Ich programmiere gerade ein Chat und habe zwei Probleme. 

1. Weiß ich nicht wie ich ein Zeilenumbruch in einem edit-Textfeld bekomme mit einem Message.
2. Gibt es keine Scrollleiste in meinem Feld...

So erstell ich die Felder.

hwndchat = CreateWindowEx(WS_EX_CLIENTEDGE,"edit", NULL, ES_AUTOHSCROLL | ES_AUTOVSCROLL | ES_MULTILINE | WS_CHILD | WS_VISIBLE, 10, 10, rect.right-20,rect.bottom-70 , hwnd, (HMENU) 1, NULL, NULL);
hwndinsert = CreateWindowEx(WS_EX_CLIENTEDGE,"edit", NULL, ES_AUTOHSCROLL | WS_CHILD | WS_VISIBLE, 10, rect.bottom - 50,rect.right-100,19 , hwnd, (HMENU) 2, NULL, NULL);
hwndbut	= CreateWindow("button", "Senden",WS_CHILD | WS_VISIBLE | ES_LEFT, rect.right-80 , rect.bottom-50, 70, 20, hwnd, (HMENU) 1,NULL, NULL) ;


und so speichere ich den text aus dem 'hwndinsert' textfeld in dem 'hwndchat' textfeld ... 

ilen1 = SendMessage(hwndchat, WM_GETTEXTLENGTH, 0, 0);
buf1 = new char[1000+1];
SendMessage(hwndchat, WM_GETTEXT, ilen1+1, (long)buf1);

ilen = SendMessage(hwndinsert, WM_GETTEXTLENGTH, 0, 0);
buf = new char[ilen+1];
SendMessage(hwndinsert, WM_GETTEXT, ilen+1, (long)buf);

strcat(buf1,buf);
strcat(buf1,"\n\n");
SendMessage(hwndchat,WM_SETTEXT,1,(long)buf1);

Später soll das natpürlich über WinSock laufen ..dies hier dient nur als test.

Gruß robin


----------



## Xeragon (30. März 2002)

Hmm, also die folgenden Dinge dürften dir nützlich sein:

(HMENU)1, (HMENU)2 ... was zum teufel soll das?? sollen das die IDs sein? Wenn ja, dann -> sofort als Konstanten definieren.

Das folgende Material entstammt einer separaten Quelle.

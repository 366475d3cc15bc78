//! Local key-value string storage.
//!
//! The editor persists its history through the [`KeyValueStore`] trait so the
//! backing can be swapped: [`FileStore`] keeps one file per key in a data
//! directory, [`MemoryStore`] keeps everything in memory (tests, WASM).

use std::collections::HashMap;
use std::fs;
use std::path::{Path, PathBuf};
use thiserror::Error;

/// Error reading or writing a store.
#[derive(Debug, Error)]
pub enum StoreError {
    #[error("I/O error: {0}")]
    Io(#[from] std::io::Error),
    #[error("failed to encode value: {0}")]
    Encode(#[from] serde_json::Error),
    /// Keys become file names, so they are restricted to a safe alphabet
    #[error("invalid store key '{0}' (use letters, digits, '-' or '_')")]
    InvalidKey(String),
}

/// A string store addressed by key.
pub trait KeyValueStore {
    /// Read the value under `key`, `None` if nothing was stored.
    fn get(&self, key: &str) -> Result<Option<String>, StoreError>;

    /// Replace the value under `key`.
    fn set(&mut self, key: &str, value: &str) -> Result<(), StoreError>;
}

/// In-memory store.
#[derive(Debug, Clone, Default)]
pub struct MemoryStore {
    values: HashMap<String, String>,
}

impl MemoryStore {
    pub fn new() -> Self {
        Self::default()
    }
}

impl KeyValueStore for MemoryStore {
    fn get(&self, key: &str) -> Result<Option<String>, StoreError> {
        Ok(self.values.get(key).cloned())
    }

    fn set(&mut self, key: &str, value: &str) -> Result<(), StoreError> {
        self.values.insert(key.to_string(), value.to_string());
        Ok(())
    }
}

/// Directory-backed store: the value for `key` lives in `<dir>/<key>.json`.
#[derive(Debug, Clone)]
pub struct FileStore {
    dir: PathBuf,
}

impl FileStore {
    /// Use `dir` for storage. The directory is created on first write.
    pub fn new(dir: impl Into<PathBuf>) -> Self {
        Self { dir: dir.into() }
    }

    /// The store directory used when none is configured.
    ///
    /// `$XDG_DATA_HOME/pixel-matrix`, else `~/.local/share/pixel-matrix`, else
    /// `.pixel-matrix` in the working directory.
    pub fn default_dir() -> PathBuf {
        std::env::var("XDG_DATA_HOME")
            .map(PathBuf::from)
            .or_else(|_| {
                std::env::var("HOME").map(|h| PathBuf::from(h).join(".local").join("share"))
            })
            .map(|base| base.join("pixel-matrix"))
            .unwrap_or_else(|_| PathBuf::from(".pixel-matrix"))
    }

    pub fn dir(&self) -> &Path {
        &self.dir
    }

    fn path_for(&self, key: &str) -> Result<PathBuf, StoreError> {
        let valid = !key.is_empty()
            && key.chars().all(|c| c.is_ascii_alphanumeric() || c == '-' || c == '_');
        if !valid {
            return Err(StoreError::InvalidKey(key.to_string()));
        }
        Ok(self.dir.join(format!("{}.json", key)))
    }
}

impl KeyValueStore for FileStore {
    fn get(&self, key: &str) -> Result<Option<String>, StoreError> {
        let path = self.path_for(key)?;
        match fs::read_to_string(&path) {
            Ok(contents) => Ok(Some(contents)),
            Err(e) if e.kind() == std::io::ErrorKind::NotFound => Ok(None),
            Err(e) => Err(e.into()),
        }
    }

    fn set(&mut self, key: &str, value: &str) -> Result<(), StoreError> {
        let path = self.path_for(key)?;
        if !self.dir.exists() {
            fs::create_dir_all(&self.dir)?;
        }
        // Write a sibling file, then rename it over the old value
        let tmp = path.with_extension("json.tmp");
        fs::write(&tmp, value)?;
        fs::rename(&tmp, &path)?;
        Ok(())
    }
}

#[cfg(test)]
mod tests {
    use super::*;
    use serial_test::serial;
    use tempfile::TempDir;

    #[test]
    fn test_memory_store() {
        let mut store = MemoryStore::new();
        assert_eq!(store.get("k").unwrap(), None);
        store.set("k", "v1").unwrap();
        store.set("k", "v2").unwrap();
        assert_eq!(store.get("k").unwrap(), Some("v2".to_string()));
    }

    #[test]
    fn test_file_store_round_trip() {
        let temp = TempDir::new().expect("should create temp dir");
        let mut store = FileStore::new(temp.path().join("nested"));
        assert_eq!(store.get("pixelMatrixHistory").unwrap(), None);

        store.set("pixelMatrixHistory", "[]").unwrap();
        assert_eq!(store.get("pixelMatrixHistory").unwrap(), Some("[]".to_string()));
        assert!(temp.path().join("nested").join("pixelMatrixHistory.json").exists());

        // A second handle on the same directory sees the value
        let other = FileStore::new(temp.path().join("nested"));
        assert_eq!(other.get("pixelMatrixHistory").unwrap(), Some("[]".to_string()));
    }

    #[test]
    fn test_file_store_rejects_path_keys() {
        let temp = TempDir::new().expect("should create temp dir");
        let mut store = FileStore::new(temp.path());
        assert!(matches!(store.set("../escape", "x"), Err(StoreError::InvalidKey(_))));
        assert!(matches!(store.get(""), Err(StoreError::InvalidKey(_))));
    }

    #[test]
    #[serial]
    fn test_default_dir_prefers_xdg_data_home() {
        let original = std::env::var("XDG_DATA_HOME").ok();
        std::env::set_var("XDG_DATA_HOME", "/tmp/xdg-data");
        assert_eq!(FileStore::default_dir(), PathBuf::from("/tmp/xdg-data/pixel-matrix"));
        match original {
            Some(v) => std::env::set_var("XDG_DATA_HOME", v),
            None => std::env::remove_var("XDG_DATA_HOME"),
        }
    }
}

Ein Instance-Handle bei CreateWindowEx() wäre zwecks Win9x ebenfalls nützlich.

Wg. Scrollbars: Du könntest mal versuchen sie im Flag anzugeben 
(WS_VSCROLL, WS_HSCROLL).

und buf1 = ... sollte vermutlich

buf1 = new char[ilen1+1]; 

heißen.

WPARAM (3.Argument) muss bei WM_SETTEXT 0 sein.
SendMessage(hwndchat,WM_SETTEXT,1,(long)buf1);

Edit Controls in Win32 verwenden <CR><LF> anstatt nur <LF> als Zeilenumbruchzeichen, um Text direkt aus Text-Files lesen zu können - um einen (harten) Zeilenumbruch zu erwirken musst du als \r\n verwenden (IIRC ist ein soft-break <CR><CR><LF> -> \r\r\n)


----------



## KMX-Robin (30. März 2002)

danke !!! Nun funst mein Chat .. YEAH  Ist zwar SEHR simpel, aber man kann zusammen chatten !!! *freu*

Hab da noch eine Frage .. Wenn ich einen Text eingebe den ich abschicken will, so muss ich bis jetzt immer noch auf den Button "senden" drücken damit die Nachricht übertragen wird. Jetzt wäre es nett, wenn man das mit 'Enter' realisieren könnte ... hat einer einen tipp von euch ? 

Gruß Robin


----------



## Xeragon (30. März 2002)

DialogBox mit Defaultbutton

(ansonsten musst das ganze subclassen, wenn ich mich recht erinnere)


----------